Dang...I forgot how dark FO:E can be.

Goodness, when you write tragedy, its made too personal to brush off.

Now I'm off to find something to cheer me up.

Where get?

VBA

Catwalks above drangeous things, the desing of deaht. Litllepip warned you guys.

Wait, if we have this memory orb. That means Ink survived, right?!

Also, where are you plaing this Roleplay game? In a forum?
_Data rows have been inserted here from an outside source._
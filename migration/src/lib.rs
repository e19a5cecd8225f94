pub use sea_orm_migration::prelude::*;

mod m20260815_000001_create_transfers;

pub struct Migrator;

#[async_trait::async_trait]
impl MigratorTrait for Migrator {
    fn migrations() -> Vec<Box<dyn MigrationTrait>> {
        vec![Box::new(m20260815_000001_create_transfers::Migration)]
    }
}
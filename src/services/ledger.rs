//! Transfer ledger: durable record store for relay attempts
//!
//! Every relay attempt is one `transfers` row. The ledger owns the rows and
//! the key semantics; serialization of writes to a single row is the flow
//! controller's job via its dedup guard, not the ledger's.

use async_trait::async_trait;
use chrono::{FixedOffset, Utc};
use sea_orm::{
    ActiveModelTrait, ColumnTrait, DatabaseConnection, EntityTrait, Order, QueryFilter, QueryOrder,
    Set,
};

use crate::entities::transfers::{self, Model};
use crate::entities::prelude::Transfers;
use crate::models::transfer::{steps, OperationKind, TransferStatus};

/// Error types for ledger operations
#[derive(Debug)]
pub enum LedgerError {
    /// A pending or completed record already exists for the relevant key
    DuplicateTransfer(String),
    NotFound(i32),
    Database(String),
}

impl std::fmt::Display for LedgerError {
    fn fmt(&self, f: &mut std::fmt::Formatter<'_>) -> std::fmt::Result {
        match self {
            LedgerError::DuplicateTransfer(key) => {
                write!(f, "Transfer already recorded for {}", key)
            }
            LedgerError::NotFound(id) => write!(f, "Transfer {} not found", id),
            LedgerError::Database(msg) => write!(f, "Database error: {}", msg),
        }
    }
}

impl std::error::Error for LedgerError {}

/// Fields required to open a new transfer record
#[derive(Debug, Clone)]
pub struct NewTransfer {
    pub operation: OperationKind,
    pub job_reference: String,
    pub dispute_reference: Option<String>,
    pub source_tx_hash: Option<String>,
    pub source_chain_name: String,
    pub source_domain: i32,
}

/// Partial update merged into an existing record. Unset fields are left
/// untouched; `updated_at` is always refreshed.
#[derive(Debug, Clone, Default)]
pub struct TransferPatch {
    pub status: Option<TransferStatus>,
    pub step: Option<String>,
    /// Outer None leaves the column alone, inner None clears it
    pub last_error: Option<Option<String>>,
    pub retry_count: Option<i32>,
    pub source_tx_hash: Option<String>,
    pub attestation_message: Option<String>,
    pub attestation_signature: Option<String>,
    pub completion_tx_hash: Option<String>,
}

/// Merge a patch into a model. Setting a completed status also stamps
/// `completed_at`; nothing else may set it.
pub fn apply_patch(model: &mut Model, patch: TransferPatch) {
    let now = Utc::now().with_timezone(&FixedOffset::east_opt(0).unwrap());

    if let Some(status) = patch.status {
        model.status = status.to_string();
        if status == TransferStatus::Completed {
            model.completed_at = Some(now);
        }
    }
    if let Some(step) = patch.step {
        model.step = step;
    }
    if let Some(last_error) = patch.last_error {
        model.last_error = last_error;
    }
    if let Some(retry_count) = patch.retry_count {
        model.retry_count = retry_count;
    }
    if let Some(source_tx_hash) = patch.source_tx_hash {
        // Immutable once set
        if model.source_tx_hash.is_none() {
            model.source_tx_hash = Some(source_tx_hash);
        }
    }
    if let Some(message) = patch.attestation_message {
        if model.attestation_message.is_none() {
            model.attestation_message = Some(message);
        }
    }
    if let Some(signature) = patch.attestation_signature {
        if model.attestation_signature.is_none() {
            model.attestation_signature = Some(signature);
        }
    }
    if let Some(completion) = patch.completion_tx_hash {
        model.completion_tx_hash = Some(completion);
    }

    model.updated_at = now;
}

/// Storage seam for the transfer ledger so flow tests can run against an
/// in-memory implementation
#[async_trait]
pub trait TransferStore: Send + Sync {
    async fn create(&self, new: NewTransfer) -> Result<Model, LedgerError>;
    async fn update(&self, id: i32, patch: TransferPatch) -> Result<Model, LedgerError>;
    async fn get(
        &self,
        job_reference: &str,
        operation: OperationKind,
    ) -> Result<Option<Model>, LedgerError>;
    async fn get_by_source_tx(&self, source_tx_hash: &str)
        -> Result<Option<Model>, LedgerError>;
    async fn list_by_status(&self, status: TransferStatus) -> Result<Vec<Model>, LedgerError>;
}

/// SeaORM-backed ledger
#[derive(Clone)]
pub struct SqlTransferStore {
    db: DatabaseConnection,
}

impl SqlTransferStore {
    pub fn new(db: DatabaseConnection) -> Self {
        Self { db }
    }
}

#[async_trait]
impl TransferStore for SqlTransferStore {
    async fn create(&self, new: NewTransfer) -> Result<Model, LedgerError> {
        // Milestone locks recur per job and are keyed by source tx hash;
        // everything else is single-shot per (job_reference, operation).
        if let Some(tx_hash) = &new.source_tx_hash {
            let existing = Transfers::find()
                .filter(transfers::Column::SourceTxHash.eq(tx_hash))
                .one(&self.db)
                .await
                .map_err(|e| LedgerError::Database(e.to_string()))?;
            if existing.is_some() {
                return Err(LedgerError::DuplicateTransfer(format!(
                    "source tx {}",
                    tx_hash
                )));
            }
        }

        if new.operation.is_single_shot() {
            let in_flight = Transfers::find()
                .filter(transfers::Column::JobReference.eq(&new.job_reference))
                .filter(transfers::Column::Operation.eq(new.operation.to_string()))
                .filter(
                    transfers::Column::Status.is_in(vec![
                        TransferStatus::Pending.to_string(),
                        TransferStatus::Completed.to_string(),
                    ]),
                )
                .one(&self.db)
                .await
                .map_err(|e| LedgerError::Database(e.to_string()))?;
            if in_flight.is_some() {
                return Err(LedgerError::DuplicateTransfer(format!(
                    "{} {}",
                    new.job_reference, new.operation
                )));
            }
        }

        let now = Utc::now().with_timezone(&FixedOffset::east_opt(0).unwrap());
        let record = transfers::ActiveModel {
            operation: Set(new.operation.to_string()),
            job_reference: Set(new.job_reference),
            dispute_reference: Set(new.dispute_reference),
            source_tx_hash: Set(new.source_tx_hash),
            source_chain_name: Set(new.source_chain_name),
            source_domain: Set(new.source_domain),
            status: Set(TransferStatus::Pending.to_string()),
            step: Set(steps::INITIATED.to_string()),
            retry_count: Set(0),
            created_at: Set(now),
            updated_at: Set(now),
            ..Default::default()
        };

        record
            .insert(&self.db)
            .await
            .map_err(|e| LedgerError::Database(e.to_string()))
    }

    async fn update(&self, id: i32, patch: TransferPatch) -> Result<Model, LedgerError> {
        let mut model = Transfers::find_by_id(id)
            .one(&self.db)
            .await
            .map_err(|e| LedgerError::Database(e.to_string()))?
            .ok_or(LedgerError::NotFound(id))?;

        apply_patch(&mut model, patch);

        let active = transfers::ActiveModel {
            id: Set(model.id),
            operation: Set(model.operation.clone()),
            job_reference: Set(model.job_reference.clone()),
            dispute_reference: Set(model.dispute_reference.clone()),
            source_tx_hash: Set(model.source_tx_hash.clone()),
            source_chain_name: Set(model.source_chain_name.clone()),
            source_domain: Set(model.source_domain),
            status: Set(model.status.clone()),
            step: Set(model.step.clone()),
            last_error: Set(model.last_error.clone()),
            retry_count: Set(model.retry_count),
            attestation_message: Set(model.attestation_message.clone()),
            attestation_signature: Set(model.attestation_signature.clone()),
            completion_tx_hash: Set(model.completion_tx_hash.clone()),
            created_at: Set(model.created_at),
            updated_at: Set(model.updated_at),
            completed_at: Set(model.completed_at),
        };

        active
            .update(&self.db)
            .await
            .map_err(|e| LedgerError::Database(e.to_string()))
    }

    async fn get(
        &self,
        job_reference: &str,
        operation: OperationKind,
    ) -> Result<Option<Model>, LedgerError> {
        Transfers::find()
            .filter(transfers::Column::JobReference.eq(job_reference))
            .filter(transfers::Column::Operation.eq(operation.to_string()))
            .order_by(transfers::Column::Id, Order::Desc)
            .one(&self.db)
            .await
            .map_err(|e| LedgerError::Database(e.to_string()))
    }

    async fn get_by_source_tx(
        &self,
        source_tx_hash: &str,
    ) -> Result<Option<Model>, LedgerError> {
        Transfers::find()
            .filter(transfers::Column::SourceTxHash.eq(source_tx_hash))
            .one(&self.db)
            .await
            .map_err(|e| LedgerError::Database(e.to_string()))
    }

    async fn list_by_status(&self, status: TransferStatus) -> Result<Vec<Model>, LedgerError> {
        Transfers::find()
            .filter(transfers::Column::Status.eq(status.to_string()))
            .order_by(transfers::Column::Id, Order::Asc)
            .all(&self.db)
            .await
            .map_err(|e| LedgerError::Database(e.to_string()))
    }
}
We estimate nor more than ten weeks for the order to be filled.

no

I wonder: what do you think about the weight of pegasi? I assume that they'd have to be a lower weight in order to fly. Unless it's just something like pegasus magic.

Awesome worldbuilding as always.

1603999

I've always thought it was a combination of physiology and magic.

I'm also curious on what Kkat's head-cannon is.

That was incredible! Oh man, I wish I had campaigns like that. :pinkiesad2:

1603358 You'd think it would end in rainbows, but you'd be wrong! :rainbowwild:

Damn! That memory! And that name, inkblot, where have I heard it before?

Makes you wonder if the Enclave remembered this and did something similar to foals who couldn't fly, or criminals, or maybe even Dashite's that tried hiding above the clouds or something...

:pinkiegasp: IDEAAAAAA! :raritystarry:

*grabs notebook and pen* Let's do this. :rainbowdetermined2:

1603182 Why am I not suprised that this would make sense in FO:E or regular Fallout?

2424793 Because in FoE and Fallout games is radiation everywhere.

I have question for Kkat. Memory orb can be extracted only from living ponies right? So Inkie survived.